Sagoo Gurdeep S, Butterworth Adam S, Sanderson Simon, Shaw-Smith Charles, Higgins Julian P T, Burton Hilary
MRC Biostatistics Unit, University of Cambridge, Cambridge, United Kingdom.
Genet Med. 2009 Mar;11(3):139-46. doi: 10.1097/GIM.0b013e318194ee8f.
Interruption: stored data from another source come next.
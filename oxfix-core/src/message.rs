/******************************************************************************
   Author: Joaquín Béjar García
   Email: jb@taunais.com
   Date: 27/1/26
******************************************************************************/

//! Mutable message representation for the session layer.
//!
//! This module provides:
//! - [`FieldMap`]: an ordered collection of tag=value fields
//! - [`Message`]: header/body/trailer field maps plus receive metadata
//!
//! The session layer both inspects inbound messages (sequence numbers,
//! flags, timestamps) and constructs or amends outbound ones (header fill,
//! possible-duplicate stamping during replay), so fields are stored as
//! owned strings rather than zero-copy views.

use crate::tags;
use crate::types::Timestamp;
use std::fmt;

/// A single tag=value field.
#[derive(Debug, Clone, PartialEq, Eq)]
pub struct Field {
    /// The field tag number.
    pub tag: u32,
    /// The field value, without delimiters.
    pub value: String,
}

/// Ordered collection of fields.
///
/// Insertion order is preserved; setting an existing tag replaces its value
/// in place. FIX booleans are encoded as `Y`/`N` and timestamps in UTC
/// `YYYYMMDD-HH:MM:SS.sss` format.
#[derive(Debug, Clone, Default, PartialEq, Eq)]
pub struct FieldMap {
    fields: Vec<Field>,
}

impl FieldMap {
    /// Creates an empty field map.
    #[must_use]
    pub fn new() -> Self {
        Self::default()
    }

    /// Returns the number of fields.
    #[inline]
    #[must_use]
    pub fn len(&self) -> usize {
        self.fields.len()
    }

    /// Returns true if the map holds no fields.
    #[inline]
    #[must_use]
    pub fn is_empty(&self) -> bool {
        self.fields.is_empty()
    }

    /// Removes all fields.
    pub fn clear(&mut self) {
        self.fields.clear();
    }

    /// Sets a field, replacing any existing value for the tag in place.
    ///
    /// # Arguments
    /// * `tag` - The field tag number
    /// * `value` - The field value
    pub fn set(&mut self, tag: u32, value: impl Into<String>) {
        let value = value.into();
        if let Some(field) = self.fields.iter_mut().find(|f| f.tag == tag) {
            field.value = value;
        } else {
            self.fields.push(Field { tag, value });
        }
    }

    /// Sets an unsigned integer field.
    pub fn set_u64(&mut self, tag: u32, value: u64) {
        self.set(tag, value.to_string());
    }

    /// Sets a boolean field (`Y`/`N`).
    pub fn set_bool(&mut self, tag: u32, value: bool) {
        self.set(tag, if value { "Y" } else { "N" });
    }

    /// Sets a UTC timestamp field in FIX format.
    pub fn set_timestamp(&mut self, tag: u32, value: Timestamp) {
        self.set(tag, value.format_fix());
    }

    /// Returns the value for a tag, if present.
    #[must_use]
    pub fn get(&self, tag: u32) -> Option<&str> {
        self.fields
            .iter()
            .find(|f| f.tag == tag)
            .map(|f| f.value.as_str())
    }

    /// Returns the value for a tag parsed as an unsigned integer.
    #[must_use]
    pub fn get_u64(&self, tag: u32) -> Option<u64> {
        self.get(tag).and_then(|v| v.parse().ok())
    }

    /// Returns the value for a tag parsed as a FIX boolean (`Y`/`N`).
    #[must_use]
    pub fn get_bool(&self, tag: u32) -> Option<bool> {
        match self.get(tag) {
            Some("Y") => Some(true),
            Some("N") => Some(false),
            _ => None,
        }
    }

    /// Returns the value for a tag parsed as a FIX UTC timestamp.
    #[must_use]
    pub fn get_timestamp(&self, tag: u32) -> Option<Timestamp> {
        self.get(tag).and_then(Timestamp::parse_fix)
    }

    /// Returns true if the tag is present.
    #[must_use]
    pub fn has(&self, tag: u32) -> bool {
        self.fields.iter().any(|f| f.tag == tag)
    }

    /// Removes a field, returning its value if it was present.
    pub fn remove(&mut self, tag: u32) -> Option<String> {
        let index = self.fields.iter().position(|f| f.tag == tag)?;
        Some(self.fields.remove(index).value)
    }

    /// Iterates over the fields in insertion order.
    pub fn iter(&self) -> impl Iterator<Item = &Field> {
        self.fields.iter()
    }
}

/// A FIX message as seen by the session layer.
///
/// Fields are split into the standard header, the body, and the trailer.
/// BodyLength (9) and CheckSum (10) are computed at encode time and should
/// not be set by hand.
#[derive(Debug, Clone, Default, PartialEq, Eq)]
pub struct Message {
    /// Standard header fields.
    pub header: FieldMap,
    /// Body fields.
    pub body: FieldMap,
    /// Standard trailer fields.
    pub trailer: FieldMap,
    /// Receive timestamp, stamped by the session on inbound messages.
    pub receive_time: Option<Timestamp>,
}

impl Message {
    /// Creates an empty message.
    #[must_use]
    pub fn new() -> Self {
        Self::default()
    }

    /// Creates a message with the given MsgType set in the header.
    ///
    /// # Arguments
    /// * `msg_type` - The message type wire value (e.g. `"A"` for Logon)
    #[must_use]
    pub fn with_msg_type(msg_type: &str) -> Self {
        let mut msg = Self::new();
        msg.header.set(tags::MSG_TYPE, msg_type);
        msg
    }

    /// Returns the parsed message type, if the header carries one.
    #[must_use]
    pub fn msg_type(&self) -> Option<tags::MsgType> {
        self.header.get(tags::MSG_TYPE).and_then(|v| v.parse().ok())
    }

    /// Returns the MsgSeqNum, if present and numeric.
    #[must_use]
    pub fn seq_num(&self) -> Option<u64> {
        self.header.get_u64(tags::MSG_SEQ_NUM)
    }

    /// Returns true if this is an administrative message.
    #[must_use]
    pub fn is_admin(&self) -> bool {
        self.msg_type().map(|t| t.is_admin()).unwrap_or(false)
    }
}

impl fmt::Display for Message {
    fn fmt(&self, f: &mut fmt::Formatter<'_>) -> fmt::Result {
        for field in self.header.iter().chain(self.body.iter()).chain(self.trailer.iter()) {
            write!(f, "{}={}|", field.tag, field.value)?;
        }
        Ok(())
    }
}

#[cfg(test)]
mod tests {
    use super::*;
    use crate::tags::MsgType;

    #[test]
    fn test_field_map_set_get() {
        let mut map = FieldMap::new();
        map.set(35, "A");
        map.set(108, "30");

        assert_eq!(map.get(35), Some("A"));
        assert_eq!(map.get_u64(108), Some(30));
        assert_eq!(map.get(999), None);
        assert_eq!(map.len(), 2);
    }

    #[test]
    fn test_field_map_replace_in_place() {
        let mut map = FieldMap::new();
        map.set(34, "1");
        map.set(49, "SENDER");
        map.set(34, "2");

        assert_eq!(map.get(34), Some("2"));
        assert_eq!(map.len(), 2);
        // Replaced value keeps its original position.
        assert_eq!(map.iter().next().map(|f| f.tag), Some(34));
    }

    #[test]
    fn test_field_map_bool() {
        let mut map = FieldMap::new();
        map.set_bool(141, true);
        map.set_bool(43, false);

        assert_eq!(map.get_bool(141), Some(true));
        assert_eq!(map.get_bool(43), Some(false));
        assert_eq!(map.get_bool(999), None);

        map.set(123, "X");
        assert_eq!(map.get_bool(123), None);
    }

    #[test]
    fn test_field_map_timestamp() {
        let mut map = FieldMap::new();
        let ts = Timestamp::parse_fix("20260127-14:30:00.123").unwrap();
        map.set_timestamp(52, ts);

        assert_eq!(map.get(52), Some("20260127-14:30:00.123"));
        assert_eq!(map.get_timestamp(52), Some(ts));
    }

    #[test]
    fn test_field_map_remove() {
        let mut map = FieldMap::new();
        map.set(58, "text");
        assert_eq!(map.remove(58), Some("text".to_string()));
        assert_eq!(map.remove(58), None);
        assert!(map.is_empty());
    }

    #[test]
    fn test_message_msg_type() {
        let msg = Message::with_msg_type("A");
        assert_eq!(msg.msg_type(), Some(MsgType::Logon));
        assert!(msg.is_admin());

        let order = Message::with_msg_type("D");
        assert_eq!(
            order.msg_type(),
            Some(MsgType::Application("D".to_string()))
        );
        assert!(!order.is_admin());
    }

    #[test]
    fn test_message_seq_num() {
        let mut msg = Message::with_msg_type("0");
        assert_eq!(msg.seq_num(), None);

        msg.header.set_u64(tags::MSG_SEQ_NUM, 42);
        assert_eq!(msg.seq_num(), Some(42));
    }
}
Array-based comparative genomic hybridization is being increasingly used in patients with learning disability (mental retardation) and congenital anomalies. In this article, we update our previous meta-analysis evaluating the diagnostic and false-positive yields of this technology. An updated systematic review and meta-analysis was conducted investigating patients with learning disability and congenital anomalies in whom conventional cytogenetic analyses have proven negative. Nineteen studies (13,926 patients) were included of which 12 studies (13,464 patients) were published since our previous analysis. The overall diagnostic yield of causal abnormalities was 10% (95% confidence interval: 8-12%). The overall number needed to test to identify an extra causal abnormality was 10 (95% confidence interval: 8-13). The overall false-positive yield of noncausal abnormalities was 7% (95% confidence interval: 5-10%). This updated meta-analysis provides new evidence to support the use of array-based comparative genomic hybridization in investigating patients with learning disability and congenital anomalies in whom conventional cytogenetic tests have proven negative. However, given that this technology also identifies false positives at a similar rate to causal variants, caution in clinical practice should be advised.
基于阵列的比较基因组杂交技术越来越多地应用于学习障碍(智力迟钝)和先天性异常患者。在本文中,我们更新了之前的荟萃分析,评估该技术的诊断率和假阳性率。我们进行了一项更新的系统评价和荟萃分析,研究常规细胞遗传学分析结果为阴性的学习障碍和先天性异常患者。纳入了19项研究(13926例患者),其中12项研究(13464例患者)是在我们之前的分析之后发表的。因果异常的总体诊断率为10%(95%置信区间:8%-12%)。识别一例额外因果异常所需检测的总体例数为10例(95%置信区间:8-13例)。非因果异常的总体假阳性率为7%(95%置信区间:5%-10%)。这项更新的荟萃分析提供了新的证据,支持在常规细胞遗传学检测结果为阴性的学习障碍和先天性异常患者的调查中使用基于阵列的比较基因组杂交技术。然而,鉴于该技术识别假阳性的比率与因果变异相似,临床实践中应谨慎使用。